* [What is being asked] Locate each line of the material that contains "Lebowski", then return it.

* [Input for this task]
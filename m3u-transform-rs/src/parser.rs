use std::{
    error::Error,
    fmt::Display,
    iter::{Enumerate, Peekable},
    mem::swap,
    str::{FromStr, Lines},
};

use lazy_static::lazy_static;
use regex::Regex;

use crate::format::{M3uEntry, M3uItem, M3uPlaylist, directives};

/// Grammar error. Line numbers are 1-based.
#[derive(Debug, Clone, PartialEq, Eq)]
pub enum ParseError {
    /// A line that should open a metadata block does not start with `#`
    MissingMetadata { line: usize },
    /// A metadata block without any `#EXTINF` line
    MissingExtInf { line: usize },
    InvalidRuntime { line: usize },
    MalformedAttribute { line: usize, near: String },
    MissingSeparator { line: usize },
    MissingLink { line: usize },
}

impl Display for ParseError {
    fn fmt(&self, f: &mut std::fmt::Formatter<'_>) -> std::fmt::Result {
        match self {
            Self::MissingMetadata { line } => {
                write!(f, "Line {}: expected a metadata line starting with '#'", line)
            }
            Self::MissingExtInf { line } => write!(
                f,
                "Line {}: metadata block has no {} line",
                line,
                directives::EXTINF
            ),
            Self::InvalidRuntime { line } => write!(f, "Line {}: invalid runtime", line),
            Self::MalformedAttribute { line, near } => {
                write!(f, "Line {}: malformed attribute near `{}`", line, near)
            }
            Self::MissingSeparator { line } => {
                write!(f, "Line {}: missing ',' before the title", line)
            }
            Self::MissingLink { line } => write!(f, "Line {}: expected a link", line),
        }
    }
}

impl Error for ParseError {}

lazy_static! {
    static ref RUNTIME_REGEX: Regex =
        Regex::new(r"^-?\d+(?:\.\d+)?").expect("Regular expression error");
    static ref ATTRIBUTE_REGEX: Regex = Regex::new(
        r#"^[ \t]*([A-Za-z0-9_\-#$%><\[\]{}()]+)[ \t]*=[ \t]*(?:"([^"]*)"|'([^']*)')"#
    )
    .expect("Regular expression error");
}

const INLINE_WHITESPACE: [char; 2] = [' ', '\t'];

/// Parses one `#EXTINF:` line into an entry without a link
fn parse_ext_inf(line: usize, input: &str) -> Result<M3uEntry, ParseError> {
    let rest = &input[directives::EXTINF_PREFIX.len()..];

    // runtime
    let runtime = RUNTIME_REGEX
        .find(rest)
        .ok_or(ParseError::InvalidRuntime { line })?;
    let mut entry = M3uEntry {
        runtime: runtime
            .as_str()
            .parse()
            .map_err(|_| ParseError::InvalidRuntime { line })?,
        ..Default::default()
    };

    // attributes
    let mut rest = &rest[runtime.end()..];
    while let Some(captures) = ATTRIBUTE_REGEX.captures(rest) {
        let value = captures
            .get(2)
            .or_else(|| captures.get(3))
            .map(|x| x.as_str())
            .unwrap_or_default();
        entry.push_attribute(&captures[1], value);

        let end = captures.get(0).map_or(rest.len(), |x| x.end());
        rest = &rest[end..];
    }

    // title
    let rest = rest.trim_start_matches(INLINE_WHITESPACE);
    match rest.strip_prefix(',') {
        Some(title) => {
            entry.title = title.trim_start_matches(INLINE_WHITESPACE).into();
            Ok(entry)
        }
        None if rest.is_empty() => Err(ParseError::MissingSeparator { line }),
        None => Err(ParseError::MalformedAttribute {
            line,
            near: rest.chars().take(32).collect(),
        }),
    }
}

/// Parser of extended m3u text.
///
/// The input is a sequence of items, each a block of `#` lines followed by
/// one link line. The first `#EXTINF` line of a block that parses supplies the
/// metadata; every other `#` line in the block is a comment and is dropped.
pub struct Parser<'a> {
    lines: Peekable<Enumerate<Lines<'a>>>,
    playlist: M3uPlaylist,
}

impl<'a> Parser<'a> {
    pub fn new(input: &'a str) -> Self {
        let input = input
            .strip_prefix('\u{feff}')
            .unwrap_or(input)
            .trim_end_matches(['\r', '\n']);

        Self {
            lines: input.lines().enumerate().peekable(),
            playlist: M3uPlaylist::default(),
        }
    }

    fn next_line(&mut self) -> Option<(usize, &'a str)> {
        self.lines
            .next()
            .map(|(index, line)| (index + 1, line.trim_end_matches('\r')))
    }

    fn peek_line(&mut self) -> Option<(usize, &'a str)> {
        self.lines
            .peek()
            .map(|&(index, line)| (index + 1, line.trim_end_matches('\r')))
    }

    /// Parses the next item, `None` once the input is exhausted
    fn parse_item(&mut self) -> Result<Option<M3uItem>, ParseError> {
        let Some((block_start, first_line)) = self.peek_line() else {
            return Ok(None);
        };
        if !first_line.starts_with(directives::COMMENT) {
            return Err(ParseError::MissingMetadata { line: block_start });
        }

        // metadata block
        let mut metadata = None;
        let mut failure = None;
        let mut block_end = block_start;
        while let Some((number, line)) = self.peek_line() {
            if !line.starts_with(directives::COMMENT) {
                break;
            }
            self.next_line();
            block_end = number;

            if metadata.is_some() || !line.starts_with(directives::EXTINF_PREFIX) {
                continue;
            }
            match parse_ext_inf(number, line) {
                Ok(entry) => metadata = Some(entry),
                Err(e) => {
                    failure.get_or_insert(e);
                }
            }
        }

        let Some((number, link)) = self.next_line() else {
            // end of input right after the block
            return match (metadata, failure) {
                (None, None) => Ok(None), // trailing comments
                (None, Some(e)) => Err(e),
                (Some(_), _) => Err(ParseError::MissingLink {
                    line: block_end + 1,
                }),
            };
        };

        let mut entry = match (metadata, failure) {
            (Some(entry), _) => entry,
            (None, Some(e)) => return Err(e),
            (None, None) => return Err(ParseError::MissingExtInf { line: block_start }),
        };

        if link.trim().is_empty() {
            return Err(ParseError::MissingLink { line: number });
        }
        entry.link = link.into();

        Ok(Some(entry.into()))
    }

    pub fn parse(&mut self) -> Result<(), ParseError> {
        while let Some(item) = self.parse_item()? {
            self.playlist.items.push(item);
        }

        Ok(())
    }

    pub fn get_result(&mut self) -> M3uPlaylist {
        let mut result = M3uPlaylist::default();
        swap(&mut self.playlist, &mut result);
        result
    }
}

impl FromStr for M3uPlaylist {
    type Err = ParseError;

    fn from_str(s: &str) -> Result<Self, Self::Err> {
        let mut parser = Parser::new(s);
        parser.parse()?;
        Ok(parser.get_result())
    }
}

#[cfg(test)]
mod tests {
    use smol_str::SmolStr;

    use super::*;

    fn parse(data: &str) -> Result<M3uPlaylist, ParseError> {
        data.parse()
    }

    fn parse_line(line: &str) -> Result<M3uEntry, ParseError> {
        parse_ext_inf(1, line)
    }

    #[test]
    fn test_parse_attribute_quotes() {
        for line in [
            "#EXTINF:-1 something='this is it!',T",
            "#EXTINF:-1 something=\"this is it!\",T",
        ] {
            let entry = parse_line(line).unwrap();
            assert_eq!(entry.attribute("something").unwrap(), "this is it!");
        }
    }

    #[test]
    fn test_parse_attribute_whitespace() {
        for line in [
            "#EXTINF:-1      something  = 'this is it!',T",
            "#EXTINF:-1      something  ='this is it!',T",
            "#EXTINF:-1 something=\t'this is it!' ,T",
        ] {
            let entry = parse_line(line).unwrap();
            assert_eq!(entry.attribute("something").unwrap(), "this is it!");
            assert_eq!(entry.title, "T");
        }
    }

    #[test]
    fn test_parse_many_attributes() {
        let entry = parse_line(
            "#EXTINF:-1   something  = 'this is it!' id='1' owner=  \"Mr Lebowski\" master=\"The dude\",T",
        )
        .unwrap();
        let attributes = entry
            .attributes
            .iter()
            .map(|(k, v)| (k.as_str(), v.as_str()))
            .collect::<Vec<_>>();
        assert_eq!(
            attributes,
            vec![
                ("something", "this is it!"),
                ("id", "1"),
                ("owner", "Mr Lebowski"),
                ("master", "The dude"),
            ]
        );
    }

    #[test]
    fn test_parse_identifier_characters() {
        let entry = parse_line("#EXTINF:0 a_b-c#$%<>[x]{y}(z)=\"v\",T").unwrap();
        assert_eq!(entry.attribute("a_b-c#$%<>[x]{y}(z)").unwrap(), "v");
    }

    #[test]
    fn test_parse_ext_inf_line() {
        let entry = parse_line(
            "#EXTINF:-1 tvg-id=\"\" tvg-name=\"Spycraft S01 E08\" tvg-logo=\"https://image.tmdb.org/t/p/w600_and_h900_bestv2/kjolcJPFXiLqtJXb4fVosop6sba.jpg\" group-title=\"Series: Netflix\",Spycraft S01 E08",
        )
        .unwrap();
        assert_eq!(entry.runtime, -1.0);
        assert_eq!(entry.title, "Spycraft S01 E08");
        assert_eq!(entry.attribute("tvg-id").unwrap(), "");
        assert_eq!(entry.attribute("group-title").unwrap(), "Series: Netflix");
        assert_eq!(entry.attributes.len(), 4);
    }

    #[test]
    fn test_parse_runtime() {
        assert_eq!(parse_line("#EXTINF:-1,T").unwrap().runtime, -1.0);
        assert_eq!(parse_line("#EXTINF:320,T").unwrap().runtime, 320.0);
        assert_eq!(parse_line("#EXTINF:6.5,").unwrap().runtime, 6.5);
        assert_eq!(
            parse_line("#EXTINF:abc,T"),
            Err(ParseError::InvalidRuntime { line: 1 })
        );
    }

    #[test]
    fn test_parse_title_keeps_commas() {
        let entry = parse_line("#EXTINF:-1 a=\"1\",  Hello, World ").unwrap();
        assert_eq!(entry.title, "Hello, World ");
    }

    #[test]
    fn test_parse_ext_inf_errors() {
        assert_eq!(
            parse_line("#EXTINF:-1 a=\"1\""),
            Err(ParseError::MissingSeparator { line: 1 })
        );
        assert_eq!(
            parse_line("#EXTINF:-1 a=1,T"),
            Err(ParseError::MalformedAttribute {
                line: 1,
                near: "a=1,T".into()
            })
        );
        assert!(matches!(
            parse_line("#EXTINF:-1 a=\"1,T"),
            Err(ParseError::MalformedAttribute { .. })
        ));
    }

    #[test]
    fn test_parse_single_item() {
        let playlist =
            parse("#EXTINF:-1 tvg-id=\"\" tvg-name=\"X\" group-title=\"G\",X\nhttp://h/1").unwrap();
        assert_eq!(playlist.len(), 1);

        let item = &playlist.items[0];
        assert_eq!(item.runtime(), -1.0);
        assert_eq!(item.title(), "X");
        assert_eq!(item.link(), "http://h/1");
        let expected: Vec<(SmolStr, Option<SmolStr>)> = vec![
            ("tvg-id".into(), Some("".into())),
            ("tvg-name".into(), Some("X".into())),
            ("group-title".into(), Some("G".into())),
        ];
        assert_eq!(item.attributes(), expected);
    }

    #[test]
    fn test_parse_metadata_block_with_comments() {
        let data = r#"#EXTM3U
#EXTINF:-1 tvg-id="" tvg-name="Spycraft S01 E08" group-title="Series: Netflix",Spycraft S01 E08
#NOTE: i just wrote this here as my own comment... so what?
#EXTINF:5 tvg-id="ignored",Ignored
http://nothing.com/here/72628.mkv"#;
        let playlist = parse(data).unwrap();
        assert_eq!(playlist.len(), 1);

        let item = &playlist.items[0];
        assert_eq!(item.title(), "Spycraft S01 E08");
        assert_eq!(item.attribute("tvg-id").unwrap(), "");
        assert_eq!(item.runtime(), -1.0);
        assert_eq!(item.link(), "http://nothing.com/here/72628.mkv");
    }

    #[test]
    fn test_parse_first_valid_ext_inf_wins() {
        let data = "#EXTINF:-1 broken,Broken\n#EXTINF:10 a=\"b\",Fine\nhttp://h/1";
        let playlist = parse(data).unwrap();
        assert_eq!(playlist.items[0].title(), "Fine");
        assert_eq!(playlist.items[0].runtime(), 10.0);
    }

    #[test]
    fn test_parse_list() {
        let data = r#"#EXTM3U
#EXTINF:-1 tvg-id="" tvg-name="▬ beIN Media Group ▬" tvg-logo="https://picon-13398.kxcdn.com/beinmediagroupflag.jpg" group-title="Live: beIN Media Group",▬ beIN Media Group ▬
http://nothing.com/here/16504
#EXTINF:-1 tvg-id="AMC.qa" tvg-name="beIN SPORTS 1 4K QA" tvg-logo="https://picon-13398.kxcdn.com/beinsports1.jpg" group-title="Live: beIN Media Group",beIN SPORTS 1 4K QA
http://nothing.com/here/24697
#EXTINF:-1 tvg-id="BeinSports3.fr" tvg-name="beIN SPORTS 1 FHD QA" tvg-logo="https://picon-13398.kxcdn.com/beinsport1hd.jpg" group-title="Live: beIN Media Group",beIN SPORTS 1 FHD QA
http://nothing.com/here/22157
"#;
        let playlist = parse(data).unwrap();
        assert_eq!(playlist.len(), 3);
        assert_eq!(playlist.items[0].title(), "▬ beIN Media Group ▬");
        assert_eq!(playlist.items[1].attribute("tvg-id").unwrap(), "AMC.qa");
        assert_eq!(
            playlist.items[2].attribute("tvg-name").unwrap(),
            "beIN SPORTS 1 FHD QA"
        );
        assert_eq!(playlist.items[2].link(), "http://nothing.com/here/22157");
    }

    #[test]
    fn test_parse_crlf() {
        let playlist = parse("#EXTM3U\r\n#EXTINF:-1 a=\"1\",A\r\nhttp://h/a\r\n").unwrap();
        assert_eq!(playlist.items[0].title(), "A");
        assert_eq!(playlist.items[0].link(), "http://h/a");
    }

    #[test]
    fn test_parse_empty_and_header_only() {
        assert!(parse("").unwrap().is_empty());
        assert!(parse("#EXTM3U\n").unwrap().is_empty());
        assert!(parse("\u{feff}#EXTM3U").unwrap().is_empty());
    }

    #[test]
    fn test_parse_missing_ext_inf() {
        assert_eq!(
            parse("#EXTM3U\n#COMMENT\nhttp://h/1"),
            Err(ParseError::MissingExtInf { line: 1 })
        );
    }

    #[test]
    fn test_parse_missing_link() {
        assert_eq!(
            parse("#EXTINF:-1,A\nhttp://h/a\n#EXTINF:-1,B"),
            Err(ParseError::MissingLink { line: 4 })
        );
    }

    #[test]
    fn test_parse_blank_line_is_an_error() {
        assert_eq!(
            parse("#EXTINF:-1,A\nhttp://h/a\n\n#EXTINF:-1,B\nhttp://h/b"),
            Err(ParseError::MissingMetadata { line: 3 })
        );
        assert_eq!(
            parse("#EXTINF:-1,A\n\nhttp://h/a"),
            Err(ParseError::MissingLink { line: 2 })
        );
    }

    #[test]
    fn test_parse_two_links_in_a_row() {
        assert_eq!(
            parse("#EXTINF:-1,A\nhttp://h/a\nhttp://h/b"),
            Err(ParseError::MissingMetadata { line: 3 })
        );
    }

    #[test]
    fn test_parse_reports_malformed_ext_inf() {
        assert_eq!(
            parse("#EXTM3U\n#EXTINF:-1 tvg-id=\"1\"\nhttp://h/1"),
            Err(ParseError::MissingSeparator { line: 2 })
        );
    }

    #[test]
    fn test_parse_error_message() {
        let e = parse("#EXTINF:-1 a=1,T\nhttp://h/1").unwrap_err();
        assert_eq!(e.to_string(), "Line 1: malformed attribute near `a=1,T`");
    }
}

* [Written reply]
            "#EXTINF:-1   something  = 'this is it!' id='1' owner=  \"Mr Lebowski\" master=\"The dude\",T",
                ("owner", "Mr Lebowski"),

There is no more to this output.